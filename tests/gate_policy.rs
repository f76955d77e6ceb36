use sqlgate::gate::{validate, GateError, IssueCode};

fn issue_codes(sql: &str) -> Vec<IssueCode> {
    match validate(sql) {
        Ok(_) => Vec::new(),
        Err(GateError::Rejected(issues)) => issues.iter().map(|i| i.code).collect(),
        Err(GateError::Internal(detail)) => panic!("validator fault: {detail}"),
    }
}

fn accepts(sql: &str) -> bool {
    issue_codes(sql).is_empty()
}

fn rejects_with(sql: &str, code: IssueCode) -> bool {
    issue_codes(sql).contains(&code)
}

#[test]
fn read_only_postgres_breadth_is_accepted() {
    let statements = [
        "SELECT 1",
        "SELECT 1;",
        "SELECT id, name FROM users WHERE active",
        "SELECT * FROM a UNION ALL SELECT * FROM b",
        "SELECT x FROM a INTERSECT SELECT x FROM b",
        "SELECT x FROM a EXCEPT SELECT x FROM b",
        "WITH recent AS (SELECT * FROM events WHERE ts > now() - interval '1 day') \
         SELECT count(*) FROM recent",
        "WITH RECURSIVE tree AS (SELECT id, parent_id FROM nodes WHERE parent_id IS NULL \
         UNION ALL SELECT n.id, n.parent_id FROM nodes n JOIN tree t ON n.parent_id = t.id) \
         SELECT * FROM tree",
        "SELECT DISTINCT ON (region) region, total FROM sales ORDER BY region, total DESC",
        "SELECT rank() OVER (PARTITION BY team ORDER BY score DESC) FROM players",
        "SELECT name FROM users WHERE name ILIKE '%smith%'",
        "SELECT payload->>'kind' FROM events WHERE payload @> '{\"ok\": true}'",
        "SELECT ts AT TIME ZONE 'UTC' FROM events",
        "SELECT u.name, o.total FROM users u, LATERAL (SELECT sum(amount) AS total \
         FROM orders WHERE orders.user_id = u.id) o",
        "SELECT * FROM generate_series(1, 10)",
        "SELECT (SELECT max(v) FROM samples WHERE samples.k = t.k) FROM tags t",
        "VALUES (1, 'a'), (2, 'b')",
        "SELECT CASE WHEN n > 0 THEN 'pos' ELSE 'neg' END FROM counts",
        "SELECT count(*) FILTER (WHERE ok) FROM checks",
        "SELECT array_agg(name ORDER BY name) FROM users GROUP BY team HAVING count(*) > 3",
    ];
    for sql in statements {
        assert!(accepts(sql), "expected acceptance: {sql}\n  issues: {:?}", issue_codes(sql));
    }
}

#[test]
fn non_select_roots_are_rejected() {
    let statements = [
        "INSERT INTO users VALUES (1, 'a')",
        "UPDATE users SET name = 'x' WHERE id = 1",
        "DELETE FROM users WHERE id = 1",
        "CREATE TABLE t (id int)",
        "DROP TABLE users",
        "ALTER TABLE users ADD COLUMN x int",
        "TRUNCATE TABLE users",
        "GRANT SELECT ON users TO public",
        "REVOKE SELECT ON users FROM public",
        "COPY users TO '/tmp/out.csv'",
        "CALL do_maintenance()",
        "SET search_path TO public",
        "EXPLAIN SELECT 1",
        "SHOW server_version",
    ];
    for sql in statements {
        assert!(
            rejects_with(sql, IssueCode::NotSelect),
            "expected NOT_SELECT: {sql}\n  issues: {:?}",
            issue_codes(sql)
        );
    }
}

#[test]
fn second_statement_after_terminator_is_rejected() {
    assert!(rejects_with("SELECT 1; SELECT 2", IssueCode::MultiStatement));
    assert!(rejects_with("SELECT 1; SELECT 2;", IssueCode::MultiStatement));
    assert!(rejects_with("SELECT 1; DROP TABLE users", IssueCode::MultiStatement));
    assert!(rejects_with("SELECT 1 ;\n DELETE FROM users", IssueCode::MultiStatement));

    // Trailing terminators are fine, and semicolons inside literals,
    // quoted identifiers, and comments never count.
    assert!(accepts("SELECT 1;"));
    assert!(accepts("SELECT 1;;"));
    assert!(accepts("SELECT 'a; b' AS t"));
    assert!(accepts("SELECT 1 AS \"odd; name\""));
    assert!(accepts("SELECT 1 -- ; DROP TABLE users"));
    assert!(accepts("SELECT 1 /* ; nope */"));
    assert!(accepts("SELECT $$x; y$$"));
}

#[test]
fn select_into_is_rejected() {
    assert!(rejects_with("SELECT * INTO archived FROM users", IssueCode::SelectInto));
    assert!(rejects_with(
        "WITH c AS (SELECT 1 AS v) SELECT v INTO copied FROM c",
        IssueCode::SelectInto
    ));
}

#[test]
fn locking_clauses_are_rejected_at_any_depth() {
    let statements = [
        "SELECT * FROM users FOR UPDATE",
        "SELECT * FROM users FOR SHARE",
        "SELECT * FROM users FOR NO KEY UPDATE",
        "SELECT * FROM users FOR KEY SHARE",
        "WITH c AS (SELECT * FROM users FOR UPDATE) SELECT * FROM c",
        "SELECT * FROM (SELECT * FROM users FOR UPDATE) sub",
    ];
    for sql in statements {
        assert!(
            rejects_with(sql, IssueCode::Locking),
            "expected LOCKING: {sql}\n  issues: {:?}",
            issue_codes(sql)
        );
    }
}

#[test]
fn writes_hidden_in_ctes_are_rejected() {
    let statements = [
        "WITH i AS (INSERT INTO t VALUES (1) RETURNING 1) SELECT * FROM i",
        "WITH u AS (UPDATE t SET v = 1 RETURNING v) SELECT * FROM u",
        "WITH d AS (DELETE FROM t RETURNING id) SELECT * FROM d",
        // Nested one level down.
        "WITH outer_cte AS (WITH inner_cte AS (DELETE FROM t RETURNING id) \
         SELECT * FROM inner_cte) SELECT * FROM outer_cte",
    ];
    for sql in statements {
        assert!(
            rejects_with(sql, IssueCode::NonSelectCte),
            "expected NON_SELECT_CTE: {sql}\n  issues: {:?}",
            issue_codes(sql)
        );
    }
}

#[test]
fn denylisted_functions_are_rejected_wherever_they_appear() {
    // One row per denylisted family representative.
    let functions = [
        "pg_sleep(5)",
        "pg_sleep_for('5 seconds')",
        "pg_read_file('/etc/passwd')",
        "pg_read_binary_file('/etc/passwd')",
        "pg_ls_dir('/')",
        "pg_stat_file('/etc/passwd')",
        "lo_import('/etc/passwd')",
        "lo_export(1, '/tmp/out')",
        "pg_terminate_backend(123)",
        "pg_cancel_backend(123)",
        "pg_reload_conf()",
        "pg_switch_wal()",
        "current_setting('data_directory')",
        "set_config('x', 'y', false)",
        "has_table_privilege('users', 'SELECT')",
        "pg_has_role('admin', 'MEMBER')",
        "inet_server_addr()",
        "version()",
        "dblink('host=evil', 'SELECT 1')",
        "dblink_exec('host=evil', 'DROP TABLE t')",
        "nextval('seq')",
        "setval('seq', 1)",
        "pg_advisory_lock(1)",
        "pg_try_advisory_lock(1)",
        "pg_advisory_unlock_all()",
        "pg_notify('chan', 'msg')",
        "query_to_xml('SELECT 1', true, true, '')",
    ];
    for call in functions {
        let sql = format!("SELECT {call}");
        assert!(
            rejects_with(&sql, IssueCode::BlockedFunc),
            "expected BLOCKED_FUNC: {sql}\n  issues: {:?}",
            issue_codes(&sql)
        );
    }
}

#[test]
fn denylist_matches_any_clause_position() {
    let statements = [
        "SELECT 1 WHERE pg_sleep(1) IS NULL",
        "SELECT * FROM t ORDER BY pg_sleep(1)",
        "SELECT count(*) FROM t GROUP BY k HAVING max(v) > (SELECT pg_sleep(1))",
        "SELECT * FROM a JOIN b ON pg_sleep(1) IS NULL",
        "SELECT CASE WHEN pg_sleep(1) IS NULL THEN 1 ELSE 0 END",
        "SELECT * FROM pg_sleep(1)",
        "SELECT * FROM dblink('host=evil', 'SELECT 1') AS r(x int)",
        "WITH c AS (SELECT pg_sleep(1)) SELECT * FROM c",
        "SELECT (SELECT pg_sleep(1))",
        "SELECT sum(v) OVER (ORDER BY pg_sleep(1)) FROM t",
        "SELECT 1 LIMIT (SELECT 1 WHERE pg_sleep(1) IS NULL)",
        "SELECT 1 OFFSET (SELECT 1 WHERE pg_sleep(1) IS NULL)",
        "SELECT * FROM JSON_TABLE(pg_read_file('/etc/passwd')::jsonb, '$[*]' COLUMNS (v text PATH '$'))",
        "SELECT * FROM XMLTABLE('/r' PASSING pg_read_file('/etc/passwd') COLUMNS v text)",
    ];
    for sql in statements {
        assert!(
            rejects_with(sql, IssueCode::BlockedFunc),
            "expected BLOCKED_FUNC: {sql}\n  issues: {:?}",
            issue_codes(sql)
        );
    }
}

#[test]
fn denylist_matching_is_case_and_schema_insensitive() {
    assert!(rejects_with("SELECT PG_SLEEP(1)", IssueCode::BlockedFunc));
    assert!(rejects_with("SELECT pg_catalog.pg_sleep(1)", IssueCode::BlockedFunc));
    assert!(rejects_with("SELECT \"pg_catalog\".\"pg_sleep\"(1)", IssueCode::BlockedFunc));

    // Near-misses must not be blocked.
    assert!(accepts("SELECT my_pg_sleep(1)"));
    assert!(accepts("SELECT pg_sleep_log FROM metrics"));
}

#[test]
fn empty_input_is_rejected() {
    for sql in ["", "   ", "\n\t", ";", "-- only a comment", "/* nothing */"] {
        assert!(
            rejects_with(sql, IssueCode::EmptyQuery),
            "expected EMPTY_QUERY for {sql:?}\n  issues: {:?}",
            issue_codes(sql)
        );
    }
}

#[test]
fn unparseable_input_reports_parse_error() {
    assert!(rejects_with("SELECT * FROM", IssueCode::ParseError));
    assert!(rejects_with("SELEC 1", IssueCode::ParseError));
}

#[test]
fn dangerous_text_inside_literals_is_data_not_code() {
    assert!(accepts("SELECT 'INSERT INTO t VALUES (1)' AS quoted"));
    assert!(accepts("SELECT $$DROP TABLE users$$ AS quoted"));
    assert!(accepts("SELECT 'pg_sleep(10)' AS quoted"));
}

#[test]
fn all_issues_are_collected_not_short_circuited() {
    let codes = issue_codes("SELECT pg_sleep(1), nextval('seq') FROM t FOR UPDATE");
    assert!(codes.contains(&IssueCode::Locking));
    assert!(codes.contains(&IssueCode::BlockedFunc));
    assert!(codes.len() >= 3, "expected one issue per finding: {codes:?}");
}

#[test]
fn validation_is_idempotent() {
    for sql in [
        "SELECT * FROM users WHERE id = $1",
        "DELETE FROM users",
        "SELECT pg_sleep(1)",
        "not sql at all",
    ] {
        let first = issue_codes(sql);
        let second = issue_codes(sql);
        assert_eq!(first, second, "outcome changed between runs for {sql}");
    }
}

#[test]
fn accepted_text_is_stable_across_revalidation() {
    let once = validate("  SELECT a, b FROM t WHERE a > $1 ;  ").expect("accepted");
    let twice = validate(&once.sql).expect("revalidates");
    assert_eq!(once.sql, twice.sql);
}
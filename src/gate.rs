//! SQL safety gate: decides whether one piece of untrusted SQL text is a
//! single read-only SELECT before anything touches a database connection.
//!
//! The gate never executes anything. It strips comments with a quote-aware
//! scanner, refuses multi-statement input, parses the remainder with the
//! PostgreSQL dialect, then walks the tree rejecting writes hidden in CTEs,
//! `SELECT INTO`, row-locking clauses, and calls to denylisted functions.
//! All findings are collected into one issue list so a caller sees every
//! problem at once, not just the first.

use std::collections::HashSet;
use std::fmt::{Display, Formatter};
use std::panic::{catch_unwind, AssertUnwindSafe};

use once_cell::sync::Lazy;
use serde::{Deserialize, Serialize};
use sqlparser::ast::{
    AccessExpr, Distinct, Expr, Function, FunctionArg, FunctionArgExpr, FunctionArgumentClause,
    FunctionArguments, GroupByExpr, JoinConstraint, JoinOperator, LimitClause, NamedWindowExpr,
    ObjectName, OrderBy, OrderByKind, PivotValueSource, Query, Select, SelectItem, SetExpr,
    Statement, Subscript, TableFactor, TableWithJoins, WindowFrameBound, WindowSpec, WindowType,
    XmlTableColumnOption,
};
use sqlparser::dialect::PostgreSqlDialect;
use sqlparser::parser::Parser;

/// Functions whose mere invocation is refused, matched case-insensitively on
/// the final segment of a possibly schema-qualified name. Denylist over
/// structural intent: everything read-only the grammar allows still passes.
const BLOCKED_FUNCTION_NAMES: &[&str] = &[
    // sleep / delay
    "pg_sleep",
    "pg_sleep_for",
    "pg_sleep_until",
    // filesystem and large objects
    "pg_read_file",
    "pg_read_binary_file",
    "pg_ls_dir",
    "pg_stat_file",
    "lo_import",
    "lo_export",
    // session / server control
    "pg_terminate_backend",
    "pg_cancel_backend",
    "pg_reload_conf",
    "pg_rotate_logfile",
    "pg_switch_wal",
    // privilege and identity introspection
    "current_setting",
    "set_config",
    "session_user",
    "current_user",
    "has_table_privilege",
    "has_database_privilege",
    "has_schema_privilege",
    "pg_has_role",
    "inet_server_addr",
    "inet_client_addr",
    "version",
    // remote execution
    "dblink",
    "dblink_exec",
    "dblink_connect",
    "dblink_send_query",
    // sequence mutation
    "nextval",
    "setval",
    // advisory locks
    "pg_advisory_lock",
    "pg_advisory_lock_shared",
    "pg_advisory_xact_lock",
    "pg_advisory_xact_lock_shared",
    "pg_advisory_unlock",
    "pg_advisory_unlock_all",
    "pg_advisory_unlock_shared",
    "pg_try_advisory_lock",
    "pg_try_advisory_lock_shared",
    "pg_try_advisory_xact_lock",
    "pg_try_advisory_xact_lock_shared",
    // misc side channels
    "pg_notify",
    "query_to_xml",
];

static BLOCKED_FUNCTIONS: Lazy<HashSet<&'static str>> = Lazy::new(|| {
    BLOCKED_FUNCTION_NAMES.iter().copied().collect()
});

#[derive(Debug, Clone, Copy, PartialEq, Eq, Serialize, Deserialize)]
#[serde(rename_all = "SCREAMING_SNAKE_CASE")]
pub enum IssueCode {
    EmptyQuery,
    MultiStatement,
    NotSelect,
    SelectInto,
    Locking,
    NonSelectCte,
    BlockedFunc,
    ParseError,
}

impl IssueCode {
    pub fn as_str(&self) -> &'static str {
        match self {
            IssueCode::EmptyQuery => "EMPTY_QUERY",
            IssueCode::MultiStatement => "MULTI_STATEMENT",
            IssueCode::NotSelect => "NOT_SELECT",
            IssueCode::SelectInto => "SELECT_INTO",
            IssueCode::Locking => "LOCKING",
            IssueCode::NonSelectCte => "NON_SELECT_CTE",
            IssueCode::BlockedFunc => "BLOCKED_FUNC",
            IssueCode::ParseError => "PARSE_ERROR",
        }
    }
}

/// One reason a statement was refused. A rejected statement carries one or
/// more of these.
#[derive(Debug, Clone, PartialEq, Eq, Serialize, Deserialize)]
pub struct ValidationIssue {
    pub code: IssueCode,
    pub message: String,
}

impl ValidationIssue {
    pub fn new<S: Into<String>>(code: IssueCode, message: S) -> Self {
        ValidationIssue { code, message: message.into() }
    }
}

impl Display for ValidationIssue {
    fn fmt(&self, f: &mut Formatter<'_>) -> std::fmt::Result {
        write!(f, "{}: {}", self.code.as_str(), self.message)
    }
}

#[derive(Debug)]
pub enum GateError {
    /// Policy rejection: the statement is well understood and not allowed.
    Rejected(Vec<ValidationIssue>),
    /// Parser fault (panic). Detail is for the server log, not the caller.
    Internal(String),
}

/// A statement that passed every check. `sql` is the normalized text that
/// later stages wrap and execute. The parse tree lives only for the policy
/// walk and is dropped with it.
#[derive(Debug)]
pub struct Accepted {
    pub sql: String,
}

/// Validate one piece of untrusted SQL text against the read-only policy.
pub fn validate(sql: &str) -> Result<Accepted, GateError> {
    let stripped = strip_comments(sql);
    let mut text = stripped.trim();
    while let Some(prefix) = text.strip_suffix(';') {
        text = prefix.trim_end();
    }
    if text.is_empty() {
        return Err(reject(IssueCode::EmptyQuery, "statement is empty"));
    }
    if has_extra_statement(text) {
        return Err(reject(
            IssueCode::MultiStatement,
            "multiple statements are not allowed",
        ));
    }
    if let Some(clause) = unparsed_lock_clause(text) {
        return Err(reject(IssueCode::Locking, format!("{clause} is not allowed")));
    }

    let parsed = catch_unwind(AssertUnwindSafe(|| {
        Parser::parse_sql(&PostgreSqlDialect {}, text)
    }))
    .map_err(|_| GateError::Internal("statement parser panicked".to_string()))?;

    let statements = match parsed {
        Ok(statements) => statements,
        Err(err) => return Err(reject(IssueCode::ParseError, err.to_string())),
    };

    let mut statements = statements.into_iter();
    let Some(statement) = statements.next() else {
        return Err(reject(IssueCode::EmptyQuery, "statement is empty"));
    };
    if statements.next().is_some() {
        return Err(reject(
            IssueCode::MultiStatement,
            "multiple statements are not allowed",
        ));
    }

    let query = match statement {
        Statement::Query(query) => query,
        other => {
            return Err(reject(
                IssueCode::NotSelect,
                format!(
                    "{} is not allowed; only read-only SELECT statements are accepted",
                    statement_kind(&other)
                ),
            ))
        }
    };

    let mut walker = Walker::default();
    walker.check_query(&query);
    if walker.issues.is_empty() {
        Ok(Accepted { sql: text.to_string() })
    } else {
        Err(GateError::Rejected(walker.issues))
    }
}

fn reject<S: Into<String>>(code: IssueCode, message: S) -> GateError {
    GateError::Rejected(vec![ValidationIssue::new(code, message)])
}

#[derive(Clone, Copy, Debug, PartialEq, Eq)]
pub(crate) enum ScanState {
    Normal,
    LineComment,
    BlockComment,
    SingleQuote,
    DoubleQuote,
    DollarQuote,
}

/// Remove `--` line and `/* */` block comments without touching the contents
/// of string literals, quoted identifiers, or dollar-quoted bodies.
fn strip_comments(sql: &str) -> String {
    let chars: Vec<char> = sql.chars().collect();
    let mut result = String::with_capacity(sql.len());
    let mut index = 0;
    let mut state = ScanState::Normal;
    let mut dollar_tag: Vec<char> = Vec::new();

    while index < chars.len() {
        let current = chars[index];
        let next = chars.get(index + 1).copied();

        match state {
            ScanState::Normal => {
                if current == '-' && next == Some('-') {
                    state = ScanState::LineComment;
                    index += 2;
                    continue;
                }

                if current == '/' && next == Some('*') {
                    state = ScanState::BlockComment;
                    index += 2;
                    continue;
                }

                if current == '$' {
                    if let Some(len) = dollar_delimiter(&chars, index) {
                        dollar_tag = chars[index..index + len].to_vec();
                        for ch in &dollar_tag {
                            result.push(*ch);
                        }
                        state = ScanState::DollarQuote;
                        index += len;
                        continue;
                    }
                }

                if current == '\'' {
                    state = ScanState::SingleQuote;
                } else if current == '"' {
                    state = ScanState::DoubleQuote;
                }

                result.push(current);
                index += 1;
            }

            ScanState::LineComment => {
                if current == '\n' {
                    result.push('\n');
                    state = ScanState::Normal;
                }
                index += 1;
            }

            ScanState::BlockComment => {
                if current == '*' && next == Some('/') {
                    state = ScanState::Normal;
                    index += 2;
                } else {
                    index += 1;
                }
            }

            ScanState::SingleQuote => {
                result.push(current);

                if current == '\'' {
                    if next == Some('\'') {
                        result.push('\'');
                        index += 2;
                        continue;
                    }
                    state = ScanState::Normal;
                }

                index += 1;
            }

            ScanState::DoubleQuote => {
                result.push(current);

                if current == '"' {
                    if next == Some('"') {
                        result.push('"');
                        index += 2;
                        continue;
                    }
                    state = ScanState::Normal;
                }

                index += 1;
            }

            ScanState::DollarQuote => {
                if current == '$' && chars[index..].starts_with(&dollar_tag) {
                    for ch in &dollar_tag {
                        result.push(*ch);
                    }
                    index += dollar_tag.len();
                    state = ScanState::Normal;
                    continue;
                }
                result.push(current);
                index += 1;
            }
        }
    }

    result
}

→ What you will do
From the records above, return each line that includes "SingleQuote".

→ Solution for this problem
    SingleQuote,
                    state = ScanState::SingleQuote;
            ScanState::SingleQuote => {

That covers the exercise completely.